▶ _EXERCISE DATA_:
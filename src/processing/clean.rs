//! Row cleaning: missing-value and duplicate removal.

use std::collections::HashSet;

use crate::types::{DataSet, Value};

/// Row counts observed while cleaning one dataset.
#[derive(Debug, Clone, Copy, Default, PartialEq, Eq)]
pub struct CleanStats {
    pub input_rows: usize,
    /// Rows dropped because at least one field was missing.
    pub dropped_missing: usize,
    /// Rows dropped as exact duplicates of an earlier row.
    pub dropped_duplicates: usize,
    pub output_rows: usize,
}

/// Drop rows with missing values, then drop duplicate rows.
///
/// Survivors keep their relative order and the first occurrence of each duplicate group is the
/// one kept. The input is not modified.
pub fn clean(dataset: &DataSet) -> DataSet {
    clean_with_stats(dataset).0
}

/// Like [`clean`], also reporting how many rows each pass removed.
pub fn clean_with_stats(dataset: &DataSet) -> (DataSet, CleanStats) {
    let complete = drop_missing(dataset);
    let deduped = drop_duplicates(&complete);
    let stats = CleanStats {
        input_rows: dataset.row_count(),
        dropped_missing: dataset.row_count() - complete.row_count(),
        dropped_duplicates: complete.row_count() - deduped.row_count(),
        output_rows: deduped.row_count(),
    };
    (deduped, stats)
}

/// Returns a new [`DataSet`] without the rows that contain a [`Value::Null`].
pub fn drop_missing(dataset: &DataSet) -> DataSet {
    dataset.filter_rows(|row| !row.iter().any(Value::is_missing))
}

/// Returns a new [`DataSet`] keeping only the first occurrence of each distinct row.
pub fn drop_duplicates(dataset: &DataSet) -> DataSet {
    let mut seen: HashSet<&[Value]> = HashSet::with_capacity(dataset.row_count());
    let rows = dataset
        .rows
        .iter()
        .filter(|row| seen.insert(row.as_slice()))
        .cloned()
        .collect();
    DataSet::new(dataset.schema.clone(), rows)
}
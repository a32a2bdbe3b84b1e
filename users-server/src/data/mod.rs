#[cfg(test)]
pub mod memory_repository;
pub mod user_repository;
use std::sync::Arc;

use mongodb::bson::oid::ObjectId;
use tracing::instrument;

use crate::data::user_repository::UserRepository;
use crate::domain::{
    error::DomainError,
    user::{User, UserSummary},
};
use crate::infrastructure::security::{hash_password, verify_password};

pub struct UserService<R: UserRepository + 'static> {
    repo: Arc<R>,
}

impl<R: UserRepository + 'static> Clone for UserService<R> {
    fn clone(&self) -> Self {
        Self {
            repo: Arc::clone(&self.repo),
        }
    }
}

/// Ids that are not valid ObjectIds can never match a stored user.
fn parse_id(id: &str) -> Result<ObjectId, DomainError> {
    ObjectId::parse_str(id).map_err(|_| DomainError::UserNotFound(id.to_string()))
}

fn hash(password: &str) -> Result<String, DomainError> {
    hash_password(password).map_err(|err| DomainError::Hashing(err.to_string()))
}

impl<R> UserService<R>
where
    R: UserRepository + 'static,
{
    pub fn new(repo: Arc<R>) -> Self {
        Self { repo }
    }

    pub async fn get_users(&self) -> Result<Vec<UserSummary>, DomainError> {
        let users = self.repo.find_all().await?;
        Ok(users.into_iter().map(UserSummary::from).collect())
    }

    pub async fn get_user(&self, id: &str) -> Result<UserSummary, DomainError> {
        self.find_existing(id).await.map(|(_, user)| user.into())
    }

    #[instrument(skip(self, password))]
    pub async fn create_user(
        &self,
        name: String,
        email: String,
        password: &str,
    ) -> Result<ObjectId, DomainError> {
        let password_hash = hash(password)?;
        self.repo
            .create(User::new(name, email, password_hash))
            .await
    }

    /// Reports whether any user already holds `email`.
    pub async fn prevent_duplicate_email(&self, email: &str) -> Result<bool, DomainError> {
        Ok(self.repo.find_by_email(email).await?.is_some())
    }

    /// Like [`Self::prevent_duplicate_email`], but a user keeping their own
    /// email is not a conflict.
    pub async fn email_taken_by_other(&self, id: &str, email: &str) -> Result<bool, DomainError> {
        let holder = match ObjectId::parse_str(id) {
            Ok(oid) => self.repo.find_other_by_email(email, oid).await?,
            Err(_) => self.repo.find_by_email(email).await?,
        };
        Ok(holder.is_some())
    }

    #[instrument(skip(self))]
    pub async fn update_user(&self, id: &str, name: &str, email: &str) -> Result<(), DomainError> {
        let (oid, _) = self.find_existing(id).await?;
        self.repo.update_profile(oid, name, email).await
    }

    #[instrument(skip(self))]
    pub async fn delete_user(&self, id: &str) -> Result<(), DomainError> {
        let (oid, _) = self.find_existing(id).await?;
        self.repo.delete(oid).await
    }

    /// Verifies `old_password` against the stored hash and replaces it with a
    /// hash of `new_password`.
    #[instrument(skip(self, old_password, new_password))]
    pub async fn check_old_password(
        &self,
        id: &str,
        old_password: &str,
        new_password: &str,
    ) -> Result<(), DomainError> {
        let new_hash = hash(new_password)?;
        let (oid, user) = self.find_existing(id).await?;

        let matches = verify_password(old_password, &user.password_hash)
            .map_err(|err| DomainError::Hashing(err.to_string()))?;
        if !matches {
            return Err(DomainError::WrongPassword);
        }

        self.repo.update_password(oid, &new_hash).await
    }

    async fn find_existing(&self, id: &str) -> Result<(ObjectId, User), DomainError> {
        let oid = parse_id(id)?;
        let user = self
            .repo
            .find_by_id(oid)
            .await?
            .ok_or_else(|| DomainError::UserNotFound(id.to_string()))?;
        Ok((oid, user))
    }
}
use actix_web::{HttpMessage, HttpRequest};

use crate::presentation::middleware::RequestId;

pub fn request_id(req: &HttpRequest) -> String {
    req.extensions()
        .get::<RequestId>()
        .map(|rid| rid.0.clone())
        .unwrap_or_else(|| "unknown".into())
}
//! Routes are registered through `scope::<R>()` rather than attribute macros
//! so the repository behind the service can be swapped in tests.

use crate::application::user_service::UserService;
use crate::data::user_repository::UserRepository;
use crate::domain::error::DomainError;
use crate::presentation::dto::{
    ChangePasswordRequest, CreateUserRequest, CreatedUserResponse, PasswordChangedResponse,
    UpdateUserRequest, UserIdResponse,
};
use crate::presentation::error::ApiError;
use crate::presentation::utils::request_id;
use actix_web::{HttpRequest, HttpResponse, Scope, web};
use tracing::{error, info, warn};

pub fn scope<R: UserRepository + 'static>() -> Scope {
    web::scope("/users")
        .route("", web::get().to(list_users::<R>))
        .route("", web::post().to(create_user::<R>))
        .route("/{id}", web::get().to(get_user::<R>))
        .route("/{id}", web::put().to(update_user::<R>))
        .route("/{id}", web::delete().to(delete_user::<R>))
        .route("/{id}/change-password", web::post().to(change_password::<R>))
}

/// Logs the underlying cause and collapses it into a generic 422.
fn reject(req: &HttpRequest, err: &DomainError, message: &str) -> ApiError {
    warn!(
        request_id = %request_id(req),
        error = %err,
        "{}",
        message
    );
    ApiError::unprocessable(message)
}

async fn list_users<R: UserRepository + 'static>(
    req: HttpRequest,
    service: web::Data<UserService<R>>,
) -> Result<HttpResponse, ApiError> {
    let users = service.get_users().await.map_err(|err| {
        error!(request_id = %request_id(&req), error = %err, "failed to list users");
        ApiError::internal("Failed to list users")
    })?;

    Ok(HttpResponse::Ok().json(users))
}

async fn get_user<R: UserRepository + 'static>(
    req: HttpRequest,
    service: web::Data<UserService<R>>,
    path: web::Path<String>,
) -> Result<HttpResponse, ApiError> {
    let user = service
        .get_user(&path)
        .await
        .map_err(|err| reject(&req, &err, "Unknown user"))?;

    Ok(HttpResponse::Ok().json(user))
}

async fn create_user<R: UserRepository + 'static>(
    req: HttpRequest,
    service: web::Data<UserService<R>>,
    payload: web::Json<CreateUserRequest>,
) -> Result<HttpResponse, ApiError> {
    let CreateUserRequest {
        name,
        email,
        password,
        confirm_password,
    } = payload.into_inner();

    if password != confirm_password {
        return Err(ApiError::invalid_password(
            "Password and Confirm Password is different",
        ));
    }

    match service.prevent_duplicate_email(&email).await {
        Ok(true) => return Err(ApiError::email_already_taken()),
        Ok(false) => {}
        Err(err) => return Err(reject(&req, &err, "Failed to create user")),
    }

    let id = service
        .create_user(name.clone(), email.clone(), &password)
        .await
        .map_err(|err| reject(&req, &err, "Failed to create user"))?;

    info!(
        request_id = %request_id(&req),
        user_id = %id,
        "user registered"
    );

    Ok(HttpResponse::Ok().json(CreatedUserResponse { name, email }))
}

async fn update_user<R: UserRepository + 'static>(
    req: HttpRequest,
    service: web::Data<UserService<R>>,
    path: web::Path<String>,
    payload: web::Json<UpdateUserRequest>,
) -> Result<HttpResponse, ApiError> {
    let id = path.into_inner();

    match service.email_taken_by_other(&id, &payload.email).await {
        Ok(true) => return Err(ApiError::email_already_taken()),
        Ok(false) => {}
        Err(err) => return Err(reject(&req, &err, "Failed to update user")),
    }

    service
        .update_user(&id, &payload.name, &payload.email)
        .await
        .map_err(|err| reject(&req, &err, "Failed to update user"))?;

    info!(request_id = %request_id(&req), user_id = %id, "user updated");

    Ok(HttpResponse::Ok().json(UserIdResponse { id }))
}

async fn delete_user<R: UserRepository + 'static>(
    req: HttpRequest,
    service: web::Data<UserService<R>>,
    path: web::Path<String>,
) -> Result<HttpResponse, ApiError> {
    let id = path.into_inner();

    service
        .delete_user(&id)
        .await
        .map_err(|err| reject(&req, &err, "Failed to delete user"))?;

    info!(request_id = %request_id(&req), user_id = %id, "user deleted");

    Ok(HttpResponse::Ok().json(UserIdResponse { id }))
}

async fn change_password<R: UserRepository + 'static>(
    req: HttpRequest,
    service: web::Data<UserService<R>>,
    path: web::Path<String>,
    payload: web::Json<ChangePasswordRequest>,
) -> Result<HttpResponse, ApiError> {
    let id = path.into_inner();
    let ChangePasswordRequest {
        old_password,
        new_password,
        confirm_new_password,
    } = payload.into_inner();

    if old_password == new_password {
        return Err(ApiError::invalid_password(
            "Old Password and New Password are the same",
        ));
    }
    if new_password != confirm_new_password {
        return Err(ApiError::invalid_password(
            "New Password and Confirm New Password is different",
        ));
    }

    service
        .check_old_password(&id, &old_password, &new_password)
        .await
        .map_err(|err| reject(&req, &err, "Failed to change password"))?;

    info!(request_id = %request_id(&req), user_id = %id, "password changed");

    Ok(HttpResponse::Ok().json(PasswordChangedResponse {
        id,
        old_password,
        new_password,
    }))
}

▶ _DIRECTIONS FOR THIS TASK_: The required answer is each line of the data in which the word "UserSummary" appears.

▶ _SOLUTION BELOW_:
    user::{User, UserSummary},
    pub async fn get_users(&self) -> Result<Vec<UserSummary>, DomainError> {
        Ok(users.into_iter().map(UserSummary::from).collect())
    pub async fn get_user(&self, id: &str) -> Result<UserSummary, DomainError> {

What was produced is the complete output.